Según explicó en CBS News New York, recibió un mensaje de un supuesto reclutador que, para darle más credibilidad a la oferta, mencionó el nombre de su antiguo jefe para así ganarse su confianza. El supuesto trabajo consistía en aprobar anuncios por internet de marcas como Strava, AXS Tickets o Monopoly a través de una página web que supuestamente pertenecía a la empresa para la que trabajaría.
Para poder comenzar a trabajar en el proyecto, tenía que adelantar su propio dinero con la promesa de recuperarlo posteriormente junto con una pequeña ganancia. En un primer momento, el sistema parecía funcionar, ya que, tras invertir 15 euros y completar tres anuncios, recibió más de 100 euros. Pero ese primer pago únicamente se hizo para que confiara en el proceso e invirtiera más dinero.
Le pedían ingresar más dinero para poder recuperar lo que había ganado
A medida que siguió trabajando, la página mostraba un saldo cada vez mayor que la trabajadora podía retirar, sin embargo, cuando intentaba hacerlo, los responsables le aseguraban que antes tenía que realizar nuevas aportaciones, por lo que siguió pagando.

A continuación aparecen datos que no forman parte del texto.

use actix_web::web;
use utoipa::OpenApi;
use utoipa::{
    Modify,
    openapi::security::{Http, HttpAuthScheme, SecurityScheme},
};
use utoipa_swagger_ui::SwaggerUi;

use crate::domain::Inconsistency;
use crate::entities::admins::AdminRole;
use crate::entities::coupons::DiscountType;
use crate::entities::error_reports::ErrorReportStatus;
use crate::entities::inquiries::InquiryStatus;
use crate::entities::order_items::OrderItemStatus;
use crate::entities::orders::{DeliveryStatus, OrderStatus, PaymentStatus};
use crate::entities::products::ProductStatus;
use crate::entities::sellers::SellerStatus;
use crate::entities::settlement_items::SettlementItemKind;
use crate::entities::settlement_periods::{PeriodType, SettlementPeriodStatus};
use crate::entities::settlements::SettlementStatus;
use crate::entities::users::UserStatus;
use crate::handlers;
use crate::models::*;

struct SecurityAddon;

impl Modify for SecurityAddon {
    fn modify(&self, openapi: &mut utoipa::openapi::OpenApi) {
        if let Some(components) = openapi.components.as_mut() {
            components.add_security_scheme(
                "bearer_auth",
                SecurityScheme::Http(Http::new(HttpAuthScheme::Bearer)),
            )
        }
    }
}

#[derive(OpenApi)]
#[openapi(
    paths(
        handlers::auth::login,
        handlers::auth::refresh,
        handlers::auth::me,
        handlers::seller::list_sellers,
        handlers::seller::get_seller,
        handlers::seller::create_seller,
        handlers::seller::update_seller,
        handlers::seller::update_seller_status,
        handlers::seller::delete_seller,
        handlers::user::list_users,
        handlers::user::get_user,
        handlers::user::update_user,
        handlers::user::update_user_status,
        handlers::user::delete_user,
        handlers::product::list_products,
        handlers::product::get_product,
        handlers::product::create_product,
        handlers::product::update_product,
        handlers::product::update_product_status,
        handlers::product::delete_product,
        handlers::review::list_reviews,
        handlers::review::update_review_visibility,
        handlers::review::delete_review,
        handlers::order::list_orders,
        handlers::order::list_inconsistencies,
        handlers::order::get_order,
        handlers::order::update_order_status,
        handlers::order::upsert_delivery,
        handlers::order::refund_order_item,
        handlers::settlement::list_settlements,
        handlers::settlement::get_settlement,
        handlers::settlement::update_settlement_status,
        handlers::settlement::adjust_settlement,
        handlers::settlement::recalculate_settlement,
        handlers::settlement::list_periods,
        handlers::settlement::get_period,
        handlers::settlement::create_period,
        handlers::settlement::update_period_status,
        handlers::settlement::calculate_period,
        handlers::coupon::list_coupons,
        handlers::coupon::get_coupon,
        handlers::coupon::create_coupon,
        handlers::coupon::update_coupon,
        handlers::coupon::delete_coupon,
        handlers::coupon::issue_coupon,
        handlers::coupon::list_issued_coupons,
        handlers::coupon::preview_discount,
        handlers::notice::list_notices,
        handlers::notice::get_notice,
        handlers::notice::create_notice,
        handlers::notice::update_notice,
        handlers::notice::delete_notice,
        handlers::inquiry::list_inquiries,
        handlers::inquiry::get_inquiry,
        handlers::inquiry::create_inquiry,
        handlers::inquiry::delete_inquiry,
        handlers::inquiry::answer_inquiry,
        handlers::inquiry::close_inquiry,
        handlers::faq::list_faqs,
        handlers::faq::get_faq,
        handlers::faq::create_faq,
        handlers::faq::update_faq,
        handlers::faq::delete_faq,
        handlers::guide::list_guides,
        handlers::guide::get_guide,
        handlers::guide::create_guide,
        handlers::guide::update_guide,
        handlers::guide::delete_guide,
        handlers::error_report::list_error_reports,
        handlers::error_report::get_error_report,
        handlers::error_report::create_error_report,
        handlers::error_report::update_error_report,
        handlers::error_report::delete_error_report,
        handlers::term::list_terms,
        handlers::term::get_term,
        handlers::term::create_term,
        handlers::term::update_term,
        handlers::term::delete_term,
        handlers::term::activate_term,
        handlers::banner::list_banners,
        handlers::banner::get_banner,
        handlers::banner::create_banner,
        handlers::banner::update_banner,
        handlers::banner::delete_banner,
        handlers::attachment::list_attachments,
        handlers::attachment::get_attachment,
        handlers::attachment::upload_attachment,
        handlers::attachment::delete_attachment,
    ),
    components(
        schemas(
            ApiError,
            DeletedResponse,
            HealthResponse,
            PaginationInfo,
            AdminRole,
            LoginRequest,
            RefreshRequest,
            AuthResponse,
            AdminResponse,
            SellerStatus,
            CreateSellerRequest,
            UpdateSellerRequest,
            UpdateSellerStatusRequest,
            SellerResponse,
            UserStatus,
            UpdateUserRequest,
            UpdateUserStatusRequest,
            UserResponse,
            AddressResponse,
            UserOrderStats,
            UserDetailResponse,
            ProductStatus,
            ProductOptionInput,
            ProductSkuInput,
            CreateProductRequest,
            UpdateProductRequest,
            UpdateProductStatusRequest,
            ProductResponse,
            ProductImageResponse,
            ProductOptionResponse,
            ProductSkuResponse,
            ProductDetailResponse,
            UpdateReviewVisibilityRequest,
            ReviewResponse,
            OrderStatus,
            PaymentStatus,
            DeliveryStatus,
            OrderItemStatus,
            OrderResponse,
            OrderItemResponse,
            DeliveryResponse,
            OrderDetailResponse,
            UpdateOrderStatusRequest,
            UpsertDeliveryRequest,
            Inconsistency,
            OrderInconsistencyResponse,
            SettlementStatus,
            SettlementItemKind,
            PeriodType,
            SettlementPeriodStatus,
            SettlementResponse,
            SettlementItemResponse,
            SettlementDetailResponse,
            UpdateSettlementStatusRequest,
            AdjustSettlementRequest,
            CreatePeriodRequest,
            UpdatePeriodStatusRequest,
            PeriodResponse,
            CalculatePeriodResponse,
            DiscountType,
            CreateCouponRequest,
            UpdateCouponRequest,
            CouponResponse,
            IssueCouponRequest,
            IssueCouponResponse,
            UserCouponResponse,
            DiscountPreviewResponse,
            CreateNoticeRequest,
            UpdateNoticeRequest,
            NoticeResponse,
            InquiryStatus,
            CreateInquiryRequest,
            AnswerInquiryRequest,
            InquiryResponse,
            CreateFaqRequest,
            UpdateFaqRequest,
            FaqResponse,
            CreateGuideRequest,
            UpdateGuideRequest,
            GuideResponse,
            ErrorReportStatus,
            CreateErrorReportRequest,
            UpdateErrorReportRequest,
            ErrorReportResponse,
            CreateTermRequest,
            UpdateTermRequest,
            TermResponse,
            CreateBannerRequest,
            UpdateBannerRequest,
            BannerResponse,
            AttachmentResponse,
        )
    ),
    modifiers(&SecurityAddon),
    tags(
        (name = "auth", description = "관리자 인증"),
        (name = "sellers", description = "판매자 관리"),
        (name = "users", description = "회원 관리"),
        (name = "products", description = "상품 관리"),
        (name = "reviews", description = "리뷰 관리"),
        (name = "orders", description = "주문/배송 관리"),
        (name = "settlements", description = "정산 관리"),
        (name = "coupons", description = "쿠폰 관리"),
        (name = "notices", description = "공지사항"),
        (name = "inquiries", description = "1:1 문의"),
        (name = "faq", description = "FAQ"),
        (name = "guides", description = "이용 가이드"),
        (name = "error-reports", description = "오류 신고"),
        (name = "terms", description = "약관"),
        (name = "banners", description = "배너"),
        (name = "attachments", description = "첨부 파일"),
    ),
    info(
        title = "Market Admin API",
        version = "0.1.0",
        description = "마켓플레이스 관리자 백엔드 REST API"
    ),
    servers(
        (url = "/api/v1", description = "Local server")
    )
)]
pub struct ApiDoc;

pub fn swagger_config(cfg: &mut web::ServiceConfig) {
    cfg.service(
        SwaggerUi::new("/swagger-ui/{_:.*}").url("/api-docs/openapi.json", ApiDoc::openapi()),
    )
    .route(
        "/swagger-ui",
        web::get().to(|| async {
            actix_web::HttpResponse::Found()
                .append_header(("Location", "/swagger-ui/"))
                .finish()
        }),
    );
}

#[cfg(test)]
mod tests {
    use super::*;

    #[test]
    fn test_openapi_lists_settlement_routes() {
        let doc = ApiDoc::openapi();
        assert!(doc.paths.paths.contains_key("/settlements/periods/{id}/calculate"));
        assert!(doc.paths.paths.contains_key("/orders/{id}/items/{item_id}/refund"));
    }
}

Con el paso de los meses terminó perdiendo cerca de 17.300 euros y fue su propia familia quien le abrió los ojos para hacerle ver que estaba siendo víctima de una estafa. “Te exprimirán hasta dejarte sin nada. No te quedará nada”, recuerda que le dijeron.
Tras una investigación, se pudo confirmar que la empresa con el nombre que a ella le había dado realmente existe, pero tiene sede en Reino Unido, y desde la misma confirmaron que los estafadores habían copiado partes de su página web y que la compañía no tiene actividad comercial en Estados Unidos.
La pérdida económica ha tenido importantes consecuencias para la trabajadora, que asegura que ahora hay semanas en las que apenas tiene dinero para comprar comida y que se ha visto obligada a trabajar más horas para poder hacer frente a sus gastos.